→ **What is required**
When you print the material, keep every line identical to the original.

═══

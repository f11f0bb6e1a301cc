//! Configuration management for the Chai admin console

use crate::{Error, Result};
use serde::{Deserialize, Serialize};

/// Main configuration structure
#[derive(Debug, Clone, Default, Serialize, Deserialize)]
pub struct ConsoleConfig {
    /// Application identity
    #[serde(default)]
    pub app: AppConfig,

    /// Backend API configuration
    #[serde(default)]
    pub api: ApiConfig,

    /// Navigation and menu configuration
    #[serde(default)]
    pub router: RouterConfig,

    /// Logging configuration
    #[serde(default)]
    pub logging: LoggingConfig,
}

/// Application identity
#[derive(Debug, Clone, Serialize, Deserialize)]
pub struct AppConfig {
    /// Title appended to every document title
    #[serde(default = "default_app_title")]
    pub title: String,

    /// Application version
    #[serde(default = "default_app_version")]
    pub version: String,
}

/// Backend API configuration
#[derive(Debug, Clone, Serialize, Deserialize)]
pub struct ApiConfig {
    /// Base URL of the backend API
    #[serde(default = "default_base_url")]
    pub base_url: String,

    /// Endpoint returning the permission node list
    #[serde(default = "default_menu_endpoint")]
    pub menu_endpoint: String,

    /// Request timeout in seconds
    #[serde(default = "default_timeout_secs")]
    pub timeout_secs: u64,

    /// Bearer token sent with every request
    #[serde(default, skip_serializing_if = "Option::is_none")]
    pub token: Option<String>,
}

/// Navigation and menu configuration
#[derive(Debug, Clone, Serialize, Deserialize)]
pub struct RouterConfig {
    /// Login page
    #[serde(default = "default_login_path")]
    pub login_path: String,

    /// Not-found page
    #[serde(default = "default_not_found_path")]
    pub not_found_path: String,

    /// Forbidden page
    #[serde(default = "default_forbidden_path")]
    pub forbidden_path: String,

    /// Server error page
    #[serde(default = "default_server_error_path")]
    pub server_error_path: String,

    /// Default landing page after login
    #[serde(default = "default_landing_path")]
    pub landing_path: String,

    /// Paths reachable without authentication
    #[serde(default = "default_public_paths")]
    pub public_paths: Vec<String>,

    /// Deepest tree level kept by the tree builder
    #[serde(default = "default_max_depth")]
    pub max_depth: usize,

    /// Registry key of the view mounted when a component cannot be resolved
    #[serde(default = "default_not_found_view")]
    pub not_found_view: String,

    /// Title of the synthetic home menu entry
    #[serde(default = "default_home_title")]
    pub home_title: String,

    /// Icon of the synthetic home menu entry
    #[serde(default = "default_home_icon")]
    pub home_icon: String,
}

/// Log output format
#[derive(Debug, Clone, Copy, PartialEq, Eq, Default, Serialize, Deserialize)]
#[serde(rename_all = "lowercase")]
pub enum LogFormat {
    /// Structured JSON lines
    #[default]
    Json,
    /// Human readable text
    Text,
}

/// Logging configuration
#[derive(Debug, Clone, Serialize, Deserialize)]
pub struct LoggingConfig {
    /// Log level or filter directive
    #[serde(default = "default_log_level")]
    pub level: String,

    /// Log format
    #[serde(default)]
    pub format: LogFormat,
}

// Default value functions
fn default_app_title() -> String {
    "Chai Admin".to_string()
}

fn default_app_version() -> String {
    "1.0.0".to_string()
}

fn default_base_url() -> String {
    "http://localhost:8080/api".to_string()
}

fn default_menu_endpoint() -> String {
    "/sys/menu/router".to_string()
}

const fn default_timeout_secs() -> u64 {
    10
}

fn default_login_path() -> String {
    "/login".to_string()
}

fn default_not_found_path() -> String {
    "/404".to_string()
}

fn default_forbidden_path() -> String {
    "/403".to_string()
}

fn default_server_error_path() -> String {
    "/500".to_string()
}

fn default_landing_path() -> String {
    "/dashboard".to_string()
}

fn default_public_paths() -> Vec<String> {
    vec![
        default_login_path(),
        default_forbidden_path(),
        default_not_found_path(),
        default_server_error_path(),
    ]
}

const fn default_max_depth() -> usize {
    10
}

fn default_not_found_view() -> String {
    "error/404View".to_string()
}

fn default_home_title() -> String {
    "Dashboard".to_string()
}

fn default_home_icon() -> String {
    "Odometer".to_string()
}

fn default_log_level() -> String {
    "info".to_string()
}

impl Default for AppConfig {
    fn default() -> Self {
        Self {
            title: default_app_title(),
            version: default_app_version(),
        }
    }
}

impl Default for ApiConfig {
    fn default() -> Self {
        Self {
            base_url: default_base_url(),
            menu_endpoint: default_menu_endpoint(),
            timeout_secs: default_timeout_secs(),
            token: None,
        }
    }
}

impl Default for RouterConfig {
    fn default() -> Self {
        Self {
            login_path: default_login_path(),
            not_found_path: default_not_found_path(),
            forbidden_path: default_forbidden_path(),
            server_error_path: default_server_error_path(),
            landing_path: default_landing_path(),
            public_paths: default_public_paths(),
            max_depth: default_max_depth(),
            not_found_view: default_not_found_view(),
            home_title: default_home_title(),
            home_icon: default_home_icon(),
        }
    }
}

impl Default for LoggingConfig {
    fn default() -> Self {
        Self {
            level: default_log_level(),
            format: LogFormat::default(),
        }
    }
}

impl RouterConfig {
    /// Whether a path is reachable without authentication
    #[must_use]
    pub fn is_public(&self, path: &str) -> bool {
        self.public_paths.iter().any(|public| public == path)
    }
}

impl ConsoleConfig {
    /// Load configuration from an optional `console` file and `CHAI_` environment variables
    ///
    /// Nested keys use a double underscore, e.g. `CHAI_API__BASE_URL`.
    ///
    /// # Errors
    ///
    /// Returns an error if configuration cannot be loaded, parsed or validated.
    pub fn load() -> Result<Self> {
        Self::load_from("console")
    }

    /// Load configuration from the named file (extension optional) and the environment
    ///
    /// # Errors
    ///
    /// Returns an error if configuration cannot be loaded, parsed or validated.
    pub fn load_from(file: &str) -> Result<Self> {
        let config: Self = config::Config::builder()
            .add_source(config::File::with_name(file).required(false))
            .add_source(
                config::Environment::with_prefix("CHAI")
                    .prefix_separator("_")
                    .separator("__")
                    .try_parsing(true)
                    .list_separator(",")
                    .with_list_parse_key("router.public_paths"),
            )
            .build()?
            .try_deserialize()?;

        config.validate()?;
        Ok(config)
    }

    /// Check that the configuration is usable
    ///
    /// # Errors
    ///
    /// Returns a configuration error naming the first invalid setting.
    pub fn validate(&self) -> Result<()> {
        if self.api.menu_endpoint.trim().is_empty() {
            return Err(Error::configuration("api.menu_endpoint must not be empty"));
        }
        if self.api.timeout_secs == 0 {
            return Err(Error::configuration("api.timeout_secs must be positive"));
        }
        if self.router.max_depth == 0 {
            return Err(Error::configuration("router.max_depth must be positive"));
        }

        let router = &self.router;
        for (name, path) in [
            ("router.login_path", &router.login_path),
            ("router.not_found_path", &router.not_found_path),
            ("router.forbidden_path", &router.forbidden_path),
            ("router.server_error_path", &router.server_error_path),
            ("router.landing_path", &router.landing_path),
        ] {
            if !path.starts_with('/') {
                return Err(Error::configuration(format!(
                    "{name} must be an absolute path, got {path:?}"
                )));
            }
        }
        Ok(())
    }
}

═══

→ **Exercise output**
repository f11f0bb6e1a301cc
//! Configuration management for the Chai admin console

use crate::{Error, Result};
use serde::{Deserialize, Serialize};

/// Main configuration structure
#[derive(Debug, Clone, Default, Serialize, Deserialize)]
pub struct ConsoleConfig {
    /// Application identity
    #[serde(default)]
    pub app: AppConfig,

    /// Backend API configuration
    #[serde(default)]
    pub api: ApiConfig,

    /// Navigation and menu configuration
    #[serde(default)]
    pub router: RouterConfig,

    /// Logging configuration
    #[serde(default)]
    pub logging: LoggingConfig,
}

/// Application identity
#[derive(Debug, Clone, Serialize, Deserialize)]
pub struct AppConfig {
    /// Title appended to every document title
    #[serde(default = "default_app_title")]
    pub title: String,

    /// Application version
    #[serde(default = "default_app_version")]
    pub version: String,
}

/// Backend API configuration
#[derive(Debug, Clone, Serialize, Deserialize)]
pub struct ApiConfig {
    /// Base URL of the backend API
    #[serde(default = "default_base_url")]
    pub base_url: String,

    /// Endpoint returning the permission node list
    #[serde(default = "default_menu_endpoint")]
    pub menu_endpoint: String,

    /// Request timeout in seconds
    #[serde(default = "default_timeout_secs")]
    pub timeout_secs: u64,

    /// Bearer token sent with every request
    #[serde(default, skip_serializing_if = "Option::is_none")]
    pub token: Option<String>,
}

/// Navigation and menu configuration
#[derive(Debug, Clone, Serialize, Deserialize)]
pub struct RouterConfig {
    /// Login page
    #[serde(default = "default_login_path")]
    pub login_path: String,

    /// Not-found page
    #[serde(default = "default_not_found_path")]
    pub not_found_path: String,

    /// Forbidden page
    #[serde(default = "default_forbidden_path")]
    pub forbidden_path: String,

    /// Server error page
    #[serde(default = "default_server_error_path")]
    pub server_error_path: String,

    /// Default landing page after login
    #[serde(default = "default_landing_path")]
    pub landing_path: String,

    /// Paths reachable without authentication
    #[serde(default = "default_public_paths")]
    pub public_paths: Vec<String>,

    /// Deepest tree level kept by the tree builder
    #[serde(default = "default_max_depth")]
    pub max_depth: usize,

    /// Registry key of the view mounted when a component cannot be resolved
    #[serde(default = "default_not_found_view")]
    pub not_found_view: String,

    /// Title of the synthetic home menu entry
    #[serde(default = "default_home_title")]
    pub home_title: String,

    /// Icon of the synthetic home menu entry
    #[serde(default = "default_home_icon")]
    pub home_icon: String,
}

/// Log output format
#[derive(Debug, Clone, Copy, PartialEq, Eq, Default, Serialize, Deserialize)]
#[serde(rename_all = "lowercase")]
pub enum LogFormat {
    /// Structured JSON lines
    #[default]
    Json,
    /// Human readable text
    Text,
}

/// Logging configuration
#[derive(Debug, Clone, Serialize, Deserialize)]
pub struct LoggingConfig {
    /// Log level or filter directive
    #[serde(default = "default_log_level")]
    pub level: String,

    /// Log format
    #[serde(default)]
    pub format: LogFormat,
}

// Default value functions
fn default_app_title() -> String {
    "Chai Admin".to_string()
}

fn default_app_version() -> String {
    "1.0.0".to_string()
}

fn default_base_url() -> String {
    "http://localhost:8080/api".to_string()
}

fn default_menu_endpoint() -> String {
    "/sys/menu/router".to_string()
}

const fn default_timeout_secs() -> u64 {
    10
}

fn default_login_path() -> String {
    "/login".to_string()
}

fn default_not_found_path() -> String {
    "/404".to_string()
}

fn default_forbidden_path() -> String {
    "/403".to_string()
}

fn default_server_error_path() -> String {
    "/500".to_string()
}

fn default_landing_path() -> String {
    "/dashboard".to_string()
}

fn default_public_paths() -> Vec<String> {
    vec![
        default_login_path(),
        default_forbidden_path(),
        default_not_found_path(),
        default_server_error_path(),
    ]
}

const fn default_max_depth() -> usize {
    10
}

fn default_not_found_view() -> String {
    "error/404View".to_string()
}

fn default_home_title() -> String {
    "Dashboard".to_string()
}

fn default_home_icon() -> String {
    "Odometer".to_string()
}

fn default_log_level() -> String {
    "info".to_string()
}

impl Default for AppConfig {
    fn default() -> Self {
        Self {
            title: default_app_title(),
            version: default_app_version(),
        }
    }
}

impl Default for ApiConfig {
    fn default() -> Self {
        Self {
            base_url: default_base_url(),
            menu_endpoint: default_menu_endpoint(),
            timeout_secs: default_timeout_secs(),
            token: None,
        }
    }
}

impl Default for RouterConfig {
    fn default() -> Self {
        Self {
            login_path: default_login_path(),
            not_found_path: default_not_found_path(),
            forbidden_path: default_forbidden_path(),
            server_error_path: default_server_error_path(),
            landing_path: default_landing_path(),
            public_paths: default_public_paths(),
            max_depth: default_max_depth(),
            not_found_view: default_not_found_view(),
            home_title: default_home_title(),
            home_icon: default_home_icon(),
        }
    }
}

impl Default for LoggingConfig {
    fn default() -> Self {
        Self {
            level: default_log_level(),
            format: LogFormat::default(),
        }
    }
}

impl RouterConfig {
    /// Whether a path is reachable without authentication
    #[must_use]
    pub fn is_public(&self, path: &str) -> bool {
        self.public_paths.iter().any(|public| public == path)
    }
}

impl ConsoleConfig {
    /// Load configuration from an optional `console` file and `CHAI_` environment variables
    ///
    /// Nested keys use a double underscore, e.g. `CHAI_API__BASE_URL`.
    ///
    /// # Errors
    ///
    /// Returns an error if configuration cannot be loaded, parsed or validated.
    pub fn load() -> Result<Self> {
        Self::load_from("console")
    }

    /// Load configuration from the named file (extension optional) and the environment
    ///
    /// # Errors
    ///
    /// Returns an error if configuration cannot be loaded, parsed or validated.
    pub fn load_from(file: &str) -> Result<Self> {
        let config: Self = config::Config::builder()
            .add_source(config::File::with_name(file).required(false))
            .add_source(
                config::Environment::with_prefix("CHAI")
                    .prefix_separator("_")
                    .separator("__")
                    .try_parsing(true)
                    .list_separator(",")
                    .with_list_parse_key("router.public_paths"),
            )
            .build()?
            .try_deserialize()?;

        config.validate()?;
        Ok(config)
    }

    /// Check that the configuration is usable
    ///
    /// # Errors
    ///
    /// Returns a configuration error naming the first invalid setting.
    pub fn validate(&self) -> Result<()> {
        if self.api.menu_endpoint.trim().is_empty() {
            return Err(Error::configuration("api.menu_endpoint must not be empty"));
        }
        if self.api.timeout_secs == 0 {
            return Err(Error::configuration("api.timeout_secs must be positive"));
        }
        if self.router.max_depth == 0 {
            return Err(Error::configuration("router.max_depth must be positive"));
        }

        let router = &self.router;
        for (name, path) in [
            ("router.login_path", &router.login_path),
            ("router.not_found_path", &router.not_found_path),
            ("router.forbidden_path", &router.forbidden_path),
            ("router.server_error_path", &router.server_error_path),
            ("router.landing_path", &router.landing_path),
        ] {
            if !path.starts_with('/') {
                return Err(Error::configuration(format!(
                    "{name} must be an absolute path, got {path:?}"
                )));
            }
        }
        Ok(())
    }
}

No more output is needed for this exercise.